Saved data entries
↓↓↓
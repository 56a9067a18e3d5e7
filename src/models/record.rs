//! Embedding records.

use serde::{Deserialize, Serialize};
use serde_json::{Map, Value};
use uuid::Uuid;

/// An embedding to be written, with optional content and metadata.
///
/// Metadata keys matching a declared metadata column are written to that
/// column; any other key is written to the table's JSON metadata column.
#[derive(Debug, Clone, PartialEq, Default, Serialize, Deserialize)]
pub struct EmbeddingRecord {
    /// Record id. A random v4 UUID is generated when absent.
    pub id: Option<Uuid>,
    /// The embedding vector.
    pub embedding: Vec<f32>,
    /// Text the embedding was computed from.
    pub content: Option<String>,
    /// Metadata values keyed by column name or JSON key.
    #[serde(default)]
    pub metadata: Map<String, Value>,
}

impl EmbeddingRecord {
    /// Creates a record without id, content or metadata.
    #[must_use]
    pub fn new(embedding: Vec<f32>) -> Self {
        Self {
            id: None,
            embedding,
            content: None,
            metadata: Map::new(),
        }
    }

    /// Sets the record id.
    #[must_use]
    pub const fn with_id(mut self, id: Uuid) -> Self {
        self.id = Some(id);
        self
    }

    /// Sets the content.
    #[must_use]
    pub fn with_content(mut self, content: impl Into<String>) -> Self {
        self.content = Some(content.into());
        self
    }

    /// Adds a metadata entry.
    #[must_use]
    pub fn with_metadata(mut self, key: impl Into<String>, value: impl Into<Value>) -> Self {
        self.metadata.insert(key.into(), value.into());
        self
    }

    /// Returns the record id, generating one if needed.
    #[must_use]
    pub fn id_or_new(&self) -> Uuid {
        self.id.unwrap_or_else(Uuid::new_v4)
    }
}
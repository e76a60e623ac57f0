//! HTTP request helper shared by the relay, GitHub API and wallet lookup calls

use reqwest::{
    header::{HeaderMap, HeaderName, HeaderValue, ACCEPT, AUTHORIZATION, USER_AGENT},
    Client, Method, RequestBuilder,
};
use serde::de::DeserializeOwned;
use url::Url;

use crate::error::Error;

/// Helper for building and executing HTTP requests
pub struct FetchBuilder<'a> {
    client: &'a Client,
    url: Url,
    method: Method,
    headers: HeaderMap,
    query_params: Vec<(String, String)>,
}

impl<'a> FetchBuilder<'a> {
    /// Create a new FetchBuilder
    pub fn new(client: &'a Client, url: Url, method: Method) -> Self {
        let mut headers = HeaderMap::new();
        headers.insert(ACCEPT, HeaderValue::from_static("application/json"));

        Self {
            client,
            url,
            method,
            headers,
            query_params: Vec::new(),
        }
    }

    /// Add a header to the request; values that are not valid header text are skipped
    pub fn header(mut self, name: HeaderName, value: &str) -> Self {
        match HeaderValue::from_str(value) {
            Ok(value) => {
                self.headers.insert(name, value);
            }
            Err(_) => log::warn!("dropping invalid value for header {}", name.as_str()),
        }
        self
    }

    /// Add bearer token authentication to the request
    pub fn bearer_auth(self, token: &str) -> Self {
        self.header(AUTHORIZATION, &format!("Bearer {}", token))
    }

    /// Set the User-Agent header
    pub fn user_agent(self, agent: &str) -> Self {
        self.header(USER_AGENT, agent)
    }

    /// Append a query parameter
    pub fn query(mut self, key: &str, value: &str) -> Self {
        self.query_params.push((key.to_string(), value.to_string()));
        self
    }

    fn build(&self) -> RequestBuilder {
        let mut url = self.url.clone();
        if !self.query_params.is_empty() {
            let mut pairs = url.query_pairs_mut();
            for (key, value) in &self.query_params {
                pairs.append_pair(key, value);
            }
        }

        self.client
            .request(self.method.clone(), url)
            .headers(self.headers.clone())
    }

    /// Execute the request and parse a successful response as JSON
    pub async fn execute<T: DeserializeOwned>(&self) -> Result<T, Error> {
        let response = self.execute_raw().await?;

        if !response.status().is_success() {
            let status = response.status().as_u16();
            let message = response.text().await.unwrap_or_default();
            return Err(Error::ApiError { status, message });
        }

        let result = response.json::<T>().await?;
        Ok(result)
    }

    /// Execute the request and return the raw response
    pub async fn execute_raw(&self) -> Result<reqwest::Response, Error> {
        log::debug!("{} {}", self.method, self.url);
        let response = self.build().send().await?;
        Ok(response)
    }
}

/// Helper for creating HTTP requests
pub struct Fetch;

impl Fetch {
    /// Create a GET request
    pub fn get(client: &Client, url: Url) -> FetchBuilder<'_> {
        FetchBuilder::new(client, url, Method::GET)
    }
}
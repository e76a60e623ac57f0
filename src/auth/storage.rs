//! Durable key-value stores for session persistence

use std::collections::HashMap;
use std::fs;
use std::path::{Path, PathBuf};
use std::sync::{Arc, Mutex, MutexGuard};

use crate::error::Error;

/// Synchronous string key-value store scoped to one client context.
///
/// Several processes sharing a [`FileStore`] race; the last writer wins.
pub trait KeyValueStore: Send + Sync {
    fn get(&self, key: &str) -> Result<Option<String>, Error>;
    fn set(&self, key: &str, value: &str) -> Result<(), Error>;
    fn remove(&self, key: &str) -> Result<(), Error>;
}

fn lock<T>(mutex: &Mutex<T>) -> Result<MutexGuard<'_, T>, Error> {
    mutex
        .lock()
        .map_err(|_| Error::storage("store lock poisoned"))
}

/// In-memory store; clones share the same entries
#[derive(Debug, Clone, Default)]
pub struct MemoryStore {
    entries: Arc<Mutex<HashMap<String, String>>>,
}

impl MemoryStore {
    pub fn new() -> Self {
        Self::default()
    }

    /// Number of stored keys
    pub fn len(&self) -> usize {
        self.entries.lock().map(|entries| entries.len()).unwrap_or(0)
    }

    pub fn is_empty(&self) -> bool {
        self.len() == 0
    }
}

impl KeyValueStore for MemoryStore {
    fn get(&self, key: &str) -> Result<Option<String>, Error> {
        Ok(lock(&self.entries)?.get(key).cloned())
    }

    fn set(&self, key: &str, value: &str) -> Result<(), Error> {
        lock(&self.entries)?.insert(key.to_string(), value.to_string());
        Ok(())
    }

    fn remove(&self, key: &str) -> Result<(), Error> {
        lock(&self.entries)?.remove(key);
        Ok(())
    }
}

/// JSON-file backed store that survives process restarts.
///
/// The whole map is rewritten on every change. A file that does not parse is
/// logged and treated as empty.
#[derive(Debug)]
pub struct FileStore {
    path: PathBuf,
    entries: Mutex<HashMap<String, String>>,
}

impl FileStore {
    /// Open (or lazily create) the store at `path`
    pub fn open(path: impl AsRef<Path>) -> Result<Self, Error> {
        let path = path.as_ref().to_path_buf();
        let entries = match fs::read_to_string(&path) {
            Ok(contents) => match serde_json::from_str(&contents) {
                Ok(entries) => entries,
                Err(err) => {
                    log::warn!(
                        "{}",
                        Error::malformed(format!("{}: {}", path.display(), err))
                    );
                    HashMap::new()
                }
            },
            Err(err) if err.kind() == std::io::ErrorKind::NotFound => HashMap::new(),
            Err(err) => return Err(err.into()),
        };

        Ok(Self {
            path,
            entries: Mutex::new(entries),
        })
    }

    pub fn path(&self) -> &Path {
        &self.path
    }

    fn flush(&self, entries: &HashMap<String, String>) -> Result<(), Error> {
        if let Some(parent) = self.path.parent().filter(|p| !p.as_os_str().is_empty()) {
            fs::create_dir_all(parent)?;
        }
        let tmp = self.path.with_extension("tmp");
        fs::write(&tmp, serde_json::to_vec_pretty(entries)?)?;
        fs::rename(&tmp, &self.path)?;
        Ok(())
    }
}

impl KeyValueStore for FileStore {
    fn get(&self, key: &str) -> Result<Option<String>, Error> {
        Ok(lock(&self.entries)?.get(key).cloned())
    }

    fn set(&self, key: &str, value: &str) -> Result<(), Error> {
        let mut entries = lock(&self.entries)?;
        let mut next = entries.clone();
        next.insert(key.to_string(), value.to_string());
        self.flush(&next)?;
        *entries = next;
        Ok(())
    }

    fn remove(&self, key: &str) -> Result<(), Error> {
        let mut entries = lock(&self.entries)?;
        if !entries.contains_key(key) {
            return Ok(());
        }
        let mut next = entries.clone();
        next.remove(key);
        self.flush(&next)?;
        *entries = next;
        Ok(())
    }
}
↑↑↑
-- Prompt --
Write down every line of the data above that includes the string "struct".

-- Output below --
pub struct EmbeddingRecord {
pub struct FetchBuilder<'a> {
pub struct Fetch;
pub struct MemoryStore {
pub struct FileStore {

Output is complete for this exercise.